Exercise objective: A single total is needed, the number of lines of this listing that contain the string "Bounded".

------------------------------------

//! Automatic camera placement for freshly loaded models.
//!
//! The distance is `|max_dim / 4 * tan(2 * fov)| * offset`, with the doubled
//! field of view inside the tangent.

use glam::Vec3;
use log::{debug, warn};

use crate::bounds::{Bounded, BoundingVolume};
use crate::camera::PerspectiveCamera;
use crate::controls::OrbitControls;

/// Multiplier applied to the framing distance when callers have no preference.
pub const DEFAULT_FRAMING_OFFSET: f32 = 1.5;

/// Viewing direction used when the camera sits exactly on the orbit target.
const FALLBACK_DIRECTION: Vec3 = Vec3::NEG_Z;

/// Quantities derived while framing an object.
#[derive(Debug, Clone, Copy, PartialEq)]
pub struct Framing {
    pub bounds: BoundingVolume,
    pub max_dim: f32,
    /// Distance between the camera and the new orbit target.
    pub camera_z: f32,
    /// Distance from the camera plane to the far side of the model along Z.
    ///
    /// The orbit limit is twice this value, raised to `camera_z` when the
    /// result would be shorter, so it is not always `2 * camera_to_far_edge`.
    pub camera_to_far_edge: f32,
}

/// Moves the camera and orbit controls so that `object` is fully visible.
///
/// The camera keeps the direction it was looking from (camera towards the
/// previous orbit target) and is placed `camera_z` units from the object's
/// center. Near and far planes are set to `camera_z / 10` and `camera_z * 10`,
/// and the orbit controls may not zoom out beyond twice the far-edge distance.
///
/// Returns `None` without touching camera or controls when the object has no
/// extent; such objects would collapse the clip planes to zero.
pub fn frame_object_in_view<B>(
    object: &B,
    camera: &mut PerspectiveCamera,
    controls: &mut OrbitControls,
    offset: f32,
) -> Option<Framing>
where
    B: Bounded + ?Sized,
{
    let bounds = object.bounding_volume();
    if bounds.is_degenerate() {
        warn!(
            "skipping camera framing: object bounds {:?}..{:?} have no extent",
            bounds.min(),
            bounds.max()
        );
        return None;
    }
    let offset = if offset.is_finite() && offset > 0.0 {
        offset
    } else {
        DEFAULT_FRAMING_OFFSET
    };

    let center = bounds.center();
    let max_dim = bounds.max_dimension();
    let fov = camera.fov_degrees * (std::f32::consts::PI / 180.0);
    let camera_z = (max_dim / 4.0 * (fov * 2.0).tan()).abs() * offset;

    let min_z = bounds.min().z;
    let camera_to_far_edge = if min_z < 0.0 {
        -min_z + camera_z
    } else {
        camera_z - min_z
    };

    let direction = (controls.target - camera.position)
        .try_normalize()
        .unwrap_or(FALLBACK_DIRECTION)
        * camera_z;

    // Models lying far above the ground plane give a non-positive far edge;
    // the orbit limit must still reach the framed position.
    controls.max_distance = (camera_to_far_edge * 2.0).max(camera_z);
    controls.target = center;

    camera.near = camera_z / 10.0;
    camera.far = camera_z * 10.0;
    camera.update_projection_matrix();

    camera.position = controls.target - direction;

    // Pending damped motion would pull the target off the center.
    controls.reset_motion();
    controls.target = center;
    controls.update(camera);

    debug!(
        "framed bounds {:?}..{:?}: camera_z={camera_z:.4} far_edge={camera_to_far_edge:.4}",
        bounds.min(),
        bounds.max()
    );

    Some(Framing {
        bounds,
        max_dim,
        camera_z,
        camera_to_far_edge,
    })
}

#[cfg(test)]
mod tests {
    use super::*;

    fn unit_box() -> BoundingVolume {
        BoundingVolume::from_corners(Vec3::splat(-1.0), Vec3::splat(1.0))
    }

    fn viewer_camera() -> (PerspectiveCamera, OrbitControls) {
        let mut camera = PerspectiveCamera::new(75.0, 16.0 / 9.0);
        camera.position = Vec3::new(8.0, 13.0, 15.0);
        let mut controls = OrbitControls::new(Vec3::new(-2.0, 0.0, 0.0));
        controls.enable_damping = true;
        controls.update(&mut camera);
        (camera, controls)
    }

    fn expected_camera_z(max_dim: f32, fov_degrees: f32, offset: f32) -> f32 {
        (max_dim / 4.0 * (fov_degrees.to_radians() * 2.0).tan()).abs() * offset
    }

    #[test]
    fn unit_box_scenario() {
        let (mut camera, mut controls) = viewer_camera();
        let framing =
            frame_object_in_view(&unit_box(), &mut camera, &mut controls, DEFAULT_FRAMING_OFFSET)
                .unwrap();

        assert_eq!(framing.max_dim, 2.0);
        assert!((framing.camera_z - 0.433_013).abs() < 1e-4);
        assert!((camera.near - 0.043_301).abs() < 1e-5);
        assert!((camera.far - 4.330_13).abs() < 1e-3);
        assert_eq!(controls.target, Vec3::ZERO);
        assert!((framing.camera_to_far_edge - (1.0 + framing.camera_z)).abs() < 1e-6);
        assert!((controls.max_distance - 2.0 * framing.camera_to_far_edge).abs() < 1e-6);
    }

    #[test]
    fn target_is_exactly_the_center() {
        let (mut camera, mut controls) = viewer_camera();
        let bounds = BoundingVolume::from_corners(Vec3::new(3.0, 1.0, -7.5), Vec3::new(11.0, 4.0, 2.0));
        frame_object_in_view(&bounds, &mut camera, &mut controls, 1.5).unwrap();
        assert_eq!(controls.target, bounds.center());
    }

    #[test]
    fn pending_pan_does_not_shift_the_target() {
        let (mut camera, mut controls) = viewer_camera();
        controls.pan(300.0, 0.0, &camera, 720.0);
        controls.rotate_left(0.4);
        controls.update(&mut camera);
        let bounds = unit_box();
        frame_object_in_view(&bounds, &mut camera, &mut controls, 1.5).unwrap();
        assert_eq!(controls.target, bounds.center());

        controls.update(&mut camera);
        assert_eq!(controls.target, bounds.center());
    }

    #[test]
    fn near_and_far_follow_camera_distance() {
        let (mut camera, mut controls) = viewer_camera();
        let bounds = BoundingVolume::from_corners(Vec3::ZERO, Vec3::new(20.0, 6.0, 3.0));
        let framing = frame_object_in_view(&bounds, &mut camera, &mut controls, 1.5).unwrap();
        assert!(framing.camera_z > 0.0);
        assert!(camera.near < camera.far);
        assert_eq!(camera.near, framing.camera_z / 10.0);
        assert_eq!(camera.far, framing.camera_z * 10.0);
        assert!(
            (framing.camera_z - expected_camera_z(20.0, 75.0, 1.5)).abs() < 1e-4
        );
    }

    #[test]
    fn camera_keeps_viewing_direction_at_framed_distance() {
        let (mut camera, mut controls) = viewer_camera();
        let before = (controls.target - camera.position).normalize();
        let bounds = unit_box();
        let framing = frame_object_in_view(&bounds, &mut camera, &mut controls, 1.5).unwrap();

        assert_ne!(camera.position, controls.target);
        let offset = controls.target - camera.position;
        assert!((offset.length() - framing.camera_z).abs() < 1e-4);
        assert!((offset.normalize() - before).length() < 1e-3);
    }

    #[test]
    fn larger_offset_moves_everything_outward() {
        let bounds = BoundingVolume::from_corners(Vec3::new(-4.0, 0.0, -2.0), Vec3::new(4.0, 5.0, 2.0));
        let mut previous: Option<(Framing, f32, f32)> = None;
        for offset in [0.5, 1.0, 1.5, 3.0] {
            let (mut camera, mut controls) = viewer_camera();
            let framing = frame_object_in_view(&bounds, &mut camera, &mut controls, offset).unwrap();
            if let Some((last, last_far, last_max)) = previous {
                assert!(framing.camera_z > last.camera_z);
                assert!(camera.far > last_far);
                assert!(controls.max_distance > last_max);
            }
            previous = Some((framing, camera.far, controls.max_distance));
        }
    }

    #[test]
    fn positive_min_z_uses_distance_minus_min() {
        let (mut camera, mut controls) = viewer_camera();
        let bounds = BoundingVolume::from_corners(Vec3::new(0.0, 0.0, 0.5), Vec3::new(40.0, 40.0, 1.0));
        let framing = frame_object_in_view(&bounds, &mut camera, &mut controls, 1.5).unwrap();
        assert!((framing.camera_to_far_edge - (framing.camera_z - 0.5)).abs() < 1e-5);
    }

    #[test]
    fn orbit_limit_never_drops_below_camera_distance() {
        let (mut camera, mut controls) = viewer_camera();
        let bounds = BoundingVolume::from_corners(Vec3::new(0.0, 0.0, 100.0), Vec3::new(1.0, 1.0, 101.0));
        let framing = frame_object_in_view(&bounds, &mut camera, &mut controls, 1.5).unwrap();
        assert!(framing.camera_to_far_edge < 0.0);
        assert!(controls.max_distance > 0.0);
        let distance = (camera.position - controls.target).length();
        assert!((distance - framing.camera_z).abs() < 1e-3);
    }

    #[test]
    fn degenerate_bounds_leave_camera_untouched() {
        let (mut camera, mut controls) = viewer_camera();
        let camera_before = camera.clone();
        let controls_before = controls.clone();
        let point = BoundingVolume::from_corners(Vec3::ONE, Vec3::ONE);
        assert!(frame_object_in_view(&point, &mut camera, &mut controls, 1.5).is_none());
        assert_eq!(camera, camera_before);
        assert_eq!(controls, controls_before);
    }

    #[test]
    fn camera_on_target_falls_back_to_default_direction() {
        let mut camera = PerspectiveCamera::new(75.0, 1.0);
        let mut controls = OrbitControls::new(Vec3::ZERO);
        let framing = frame_object_in_view(&unit_box(), &mut camera, &mut controls, 1.5).unwrap();
        assert!(camera.position.is_finite());
        assert!((camera.position - Vec3::new(0.0, 0.0, framing.camera_z)).length() < 1e-3);
    }

    #[test]
    fn framing_twice_is_stable() {
        let (mut camera, mut controls) = viewer_camera();
        let bounds = unit_box();
        frame_object_in_view(&bounds, &mut camera, &mut controls, 1.5).unwrap();
        let first = (camera.position, camera.near, camera.far, controls.target, controls.max_distance);
        frame_object_in_view(&bounds, &mut camera, &mut controls, 1.5).unwrap();
        assert!((camera.position - first.0).length() < 1e-4);
        assert_eq!(camera.near, first.1);
        assert_eq!(camera.far, first.2);
        assert_eq!(controls.target, first.3);
        assert_eq!(controls.max_distance, first.4);
    }
}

------------------------------------

Answer to this problem: 2